*** DATA PROVIDED Section Begins ***
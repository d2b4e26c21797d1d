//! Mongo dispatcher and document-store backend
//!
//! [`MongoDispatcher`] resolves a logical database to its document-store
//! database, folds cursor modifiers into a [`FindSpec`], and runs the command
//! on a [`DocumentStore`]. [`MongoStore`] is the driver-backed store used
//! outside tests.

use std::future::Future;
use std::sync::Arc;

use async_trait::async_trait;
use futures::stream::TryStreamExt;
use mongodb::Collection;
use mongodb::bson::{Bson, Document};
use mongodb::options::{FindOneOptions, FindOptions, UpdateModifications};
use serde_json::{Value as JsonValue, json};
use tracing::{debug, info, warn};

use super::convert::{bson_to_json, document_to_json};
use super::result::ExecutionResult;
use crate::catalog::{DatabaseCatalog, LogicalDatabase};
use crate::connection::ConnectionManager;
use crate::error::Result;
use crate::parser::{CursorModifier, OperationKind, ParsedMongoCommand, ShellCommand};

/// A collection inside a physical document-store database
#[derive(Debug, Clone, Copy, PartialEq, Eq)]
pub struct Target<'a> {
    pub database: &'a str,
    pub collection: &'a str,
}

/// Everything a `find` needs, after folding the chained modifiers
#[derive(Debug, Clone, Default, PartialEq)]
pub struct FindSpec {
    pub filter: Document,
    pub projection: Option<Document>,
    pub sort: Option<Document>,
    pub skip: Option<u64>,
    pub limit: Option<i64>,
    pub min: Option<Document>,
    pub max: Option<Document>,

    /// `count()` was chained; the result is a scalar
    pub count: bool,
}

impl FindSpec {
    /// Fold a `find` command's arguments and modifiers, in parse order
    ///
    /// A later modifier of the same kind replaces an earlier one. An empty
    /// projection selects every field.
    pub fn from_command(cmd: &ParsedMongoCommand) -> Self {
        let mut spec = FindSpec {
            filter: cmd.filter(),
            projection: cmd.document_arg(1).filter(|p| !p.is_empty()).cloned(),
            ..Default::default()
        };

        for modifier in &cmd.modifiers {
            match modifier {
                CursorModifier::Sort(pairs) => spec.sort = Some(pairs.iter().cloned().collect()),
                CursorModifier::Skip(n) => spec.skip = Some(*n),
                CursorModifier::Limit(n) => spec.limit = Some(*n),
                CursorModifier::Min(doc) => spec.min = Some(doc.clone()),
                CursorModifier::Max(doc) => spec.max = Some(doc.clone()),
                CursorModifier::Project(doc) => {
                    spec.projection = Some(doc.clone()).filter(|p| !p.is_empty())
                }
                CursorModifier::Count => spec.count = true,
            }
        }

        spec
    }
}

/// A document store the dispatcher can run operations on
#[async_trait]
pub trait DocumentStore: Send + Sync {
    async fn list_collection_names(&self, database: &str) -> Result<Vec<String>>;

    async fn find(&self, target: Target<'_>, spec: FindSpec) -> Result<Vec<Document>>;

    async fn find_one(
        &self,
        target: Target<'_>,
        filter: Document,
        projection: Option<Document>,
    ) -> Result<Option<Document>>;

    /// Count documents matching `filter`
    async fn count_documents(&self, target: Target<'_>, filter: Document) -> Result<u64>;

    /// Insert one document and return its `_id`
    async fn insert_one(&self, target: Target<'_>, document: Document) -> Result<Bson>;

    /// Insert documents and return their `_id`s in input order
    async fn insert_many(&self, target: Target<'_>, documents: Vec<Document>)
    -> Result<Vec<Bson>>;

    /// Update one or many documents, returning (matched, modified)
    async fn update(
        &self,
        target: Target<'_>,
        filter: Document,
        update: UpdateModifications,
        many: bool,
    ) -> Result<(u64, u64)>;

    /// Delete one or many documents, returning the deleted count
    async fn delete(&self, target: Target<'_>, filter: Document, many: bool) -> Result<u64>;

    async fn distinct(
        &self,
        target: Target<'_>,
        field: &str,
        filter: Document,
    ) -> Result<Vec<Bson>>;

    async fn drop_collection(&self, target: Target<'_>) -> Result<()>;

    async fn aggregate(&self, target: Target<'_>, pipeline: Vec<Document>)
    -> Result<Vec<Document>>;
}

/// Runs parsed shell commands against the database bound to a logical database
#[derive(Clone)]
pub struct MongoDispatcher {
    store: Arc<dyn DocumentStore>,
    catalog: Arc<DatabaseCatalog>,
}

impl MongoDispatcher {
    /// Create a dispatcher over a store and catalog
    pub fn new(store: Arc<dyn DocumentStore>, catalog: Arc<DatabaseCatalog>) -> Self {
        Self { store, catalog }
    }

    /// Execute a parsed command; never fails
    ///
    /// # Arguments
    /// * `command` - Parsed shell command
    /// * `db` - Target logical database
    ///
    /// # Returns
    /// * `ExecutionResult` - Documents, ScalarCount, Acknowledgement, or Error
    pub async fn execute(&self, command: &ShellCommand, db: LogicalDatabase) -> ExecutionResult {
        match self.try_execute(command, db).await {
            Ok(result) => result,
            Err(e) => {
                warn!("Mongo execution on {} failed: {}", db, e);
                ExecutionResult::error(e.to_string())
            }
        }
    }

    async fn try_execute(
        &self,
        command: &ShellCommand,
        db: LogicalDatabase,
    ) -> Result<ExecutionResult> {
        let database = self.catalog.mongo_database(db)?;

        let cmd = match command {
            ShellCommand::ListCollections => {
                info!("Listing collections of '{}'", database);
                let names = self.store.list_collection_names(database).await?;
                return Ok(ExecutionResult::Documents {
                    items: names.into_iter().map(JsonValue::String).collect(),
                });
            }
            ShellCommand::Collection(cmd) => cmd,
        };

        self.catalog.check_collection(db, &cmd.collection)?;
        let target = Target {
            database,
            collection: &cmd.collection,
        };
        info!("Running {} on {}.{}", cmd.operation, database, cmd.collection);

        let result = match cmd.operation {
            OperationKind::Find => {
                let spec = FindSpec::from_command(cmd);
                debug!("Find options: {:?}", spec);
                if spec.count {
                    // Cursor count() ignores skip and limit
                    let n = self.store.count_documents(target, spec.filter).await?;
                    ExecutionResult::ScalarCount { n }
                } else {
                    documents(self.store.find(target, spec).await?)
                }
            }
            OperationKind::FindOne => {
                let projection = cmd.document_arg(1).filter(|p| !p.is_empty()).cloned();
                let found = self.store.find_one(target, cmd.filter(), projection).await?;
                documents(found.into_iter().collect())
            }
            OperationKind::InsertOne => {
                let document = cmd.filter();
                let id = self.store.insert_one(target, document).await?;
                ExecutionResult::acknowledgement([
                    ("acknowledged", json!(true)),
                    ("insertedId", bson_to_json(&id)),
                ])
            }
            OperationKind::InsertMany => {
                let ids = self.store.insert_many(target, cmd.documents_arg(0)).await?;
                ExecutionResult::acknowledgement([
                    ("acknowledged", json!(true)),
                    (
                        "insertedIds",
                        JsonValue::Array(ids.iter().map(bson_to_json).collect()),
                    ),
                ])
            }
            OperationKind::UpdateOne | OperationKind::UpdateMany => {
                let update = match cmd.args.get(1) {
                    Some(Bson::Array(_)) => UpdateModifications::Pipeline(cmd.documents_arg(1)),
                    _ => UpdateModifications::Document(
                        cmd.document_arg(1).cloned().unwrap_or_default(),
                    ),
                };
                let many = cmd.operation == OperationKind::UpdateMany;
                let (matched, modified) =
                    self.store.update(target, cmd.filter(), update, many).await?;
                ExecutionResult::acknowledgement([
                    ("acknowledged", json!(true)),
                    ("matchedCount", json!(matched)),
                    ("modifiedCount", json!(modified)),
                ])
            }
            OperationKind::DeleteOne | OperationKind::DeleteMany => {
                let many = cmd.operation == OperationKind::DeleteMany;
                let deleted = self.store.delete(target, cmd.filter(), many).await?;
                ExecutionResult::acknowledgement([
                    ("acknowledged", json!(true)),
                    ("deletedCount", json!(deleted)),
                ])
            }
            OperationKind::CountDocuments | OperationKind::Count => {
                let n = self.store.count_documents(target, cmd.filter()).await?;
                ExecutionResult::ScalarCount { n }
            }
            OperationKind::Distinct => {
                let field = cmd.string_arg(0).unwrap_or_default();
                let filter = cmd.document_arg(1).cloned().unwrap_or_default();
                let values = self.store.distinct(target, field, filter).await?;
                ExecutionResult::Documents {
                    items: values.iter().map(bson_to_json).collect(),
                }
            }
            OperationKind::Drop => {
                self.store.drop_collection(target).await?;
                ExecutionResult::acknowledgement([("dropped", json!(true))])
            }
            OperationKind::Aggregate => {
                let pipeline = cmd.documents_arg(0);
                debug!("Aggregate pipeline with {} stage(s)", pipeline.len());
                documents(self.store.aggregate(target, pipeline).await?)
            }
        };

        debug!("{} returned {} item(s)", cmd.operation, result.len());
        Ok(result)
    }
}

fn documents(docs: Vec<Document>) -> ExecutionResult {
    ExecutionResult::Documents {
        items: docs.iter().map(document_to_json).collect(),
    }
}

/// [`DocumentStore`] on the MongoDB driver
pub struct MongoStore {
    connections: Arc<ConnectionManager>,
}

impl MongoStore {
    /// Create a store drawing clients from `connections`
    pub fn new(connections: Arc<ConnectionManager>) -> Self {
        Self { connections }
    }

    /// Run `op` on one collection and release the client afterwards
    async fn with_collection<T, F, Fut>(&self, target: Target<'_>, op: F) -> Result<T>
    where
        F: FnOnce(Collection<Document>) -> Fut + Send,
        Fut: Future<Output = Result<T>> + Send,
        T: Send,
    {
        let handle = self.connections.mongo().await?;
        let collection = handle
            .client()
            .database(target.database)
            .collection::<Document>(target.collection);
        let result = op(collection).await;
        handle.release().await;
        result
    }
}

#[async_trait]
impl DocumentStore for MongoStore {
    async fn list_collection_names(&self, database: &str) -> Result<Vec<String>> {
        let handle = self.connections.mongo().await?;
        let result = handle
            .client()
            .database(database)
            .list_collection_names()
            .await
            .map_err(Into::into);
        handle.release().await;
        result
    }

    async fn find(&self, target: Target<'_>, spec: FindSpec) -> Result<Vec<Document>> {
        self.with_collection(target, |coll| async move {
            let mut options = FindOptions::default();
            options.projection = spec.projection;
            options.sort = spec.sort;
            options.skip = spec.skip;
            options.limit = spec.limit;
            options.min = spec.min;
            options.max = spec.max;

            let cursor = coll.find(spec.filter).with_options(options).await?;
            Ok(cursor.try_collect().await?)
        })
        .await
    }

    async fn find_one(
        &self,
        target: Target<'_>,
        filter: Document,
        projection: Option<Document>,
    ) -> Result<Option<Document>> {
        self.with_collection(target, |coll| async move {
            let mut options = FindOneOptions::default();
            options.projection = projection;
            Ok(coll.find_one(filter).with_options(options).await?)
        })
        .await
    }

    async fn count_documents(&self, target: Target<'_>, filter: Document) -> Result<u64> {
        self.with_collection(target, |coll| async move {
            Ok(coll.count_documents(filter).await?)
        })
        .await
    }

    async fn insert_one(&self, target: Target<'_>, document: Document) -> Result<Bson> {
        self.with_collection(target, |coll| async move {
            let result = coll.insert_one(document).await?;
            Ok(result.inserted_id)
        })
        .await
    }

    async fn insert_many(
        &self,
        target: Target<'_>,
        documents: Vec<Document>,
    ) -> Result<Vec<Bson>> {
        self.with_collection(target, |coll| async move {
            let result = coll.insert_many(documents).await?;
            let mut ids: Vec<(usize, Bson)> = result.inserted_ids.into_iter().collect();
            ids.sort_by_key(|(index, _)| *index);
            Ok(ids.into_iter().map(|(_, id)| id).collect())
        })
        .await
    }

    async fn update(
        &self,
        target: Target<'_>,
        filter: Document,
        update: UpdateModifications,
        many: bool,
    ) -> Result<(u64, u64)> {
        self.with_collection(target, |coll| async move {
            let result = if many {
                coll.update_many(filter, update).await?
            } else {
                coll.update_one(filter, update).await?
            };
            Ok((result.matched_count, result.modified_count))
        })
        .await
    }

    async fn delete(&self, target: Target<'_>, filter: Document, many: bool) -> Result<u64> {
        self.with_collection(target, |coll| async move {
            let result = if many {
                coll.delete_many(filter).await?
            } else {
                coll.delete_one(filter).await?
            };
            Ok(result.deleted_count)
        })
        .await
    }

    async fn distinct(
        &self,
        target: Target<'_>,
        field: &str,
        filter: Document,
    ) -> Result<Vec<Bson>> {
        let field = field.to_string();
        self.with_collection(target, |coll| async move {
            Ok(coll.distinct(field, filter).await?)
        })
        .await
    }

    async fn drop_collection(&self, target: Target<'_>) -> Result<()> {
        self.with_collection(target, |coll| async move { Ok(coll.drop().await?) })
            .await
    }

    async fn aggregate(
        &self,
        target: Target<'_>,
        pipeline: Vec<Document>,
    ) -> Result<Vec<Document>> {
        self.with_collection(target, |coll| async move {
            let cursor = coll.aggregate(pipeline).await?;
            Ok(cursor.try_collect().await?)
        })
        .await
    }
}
*** DATA PROVIDED Section Ends ***
▶ **ASSIGNMENT**:
Tally every line of the entries that contains the word "DeleteMany", and respond with that number only.

▶ **SOLUTION TO THE PROBLEM**:
2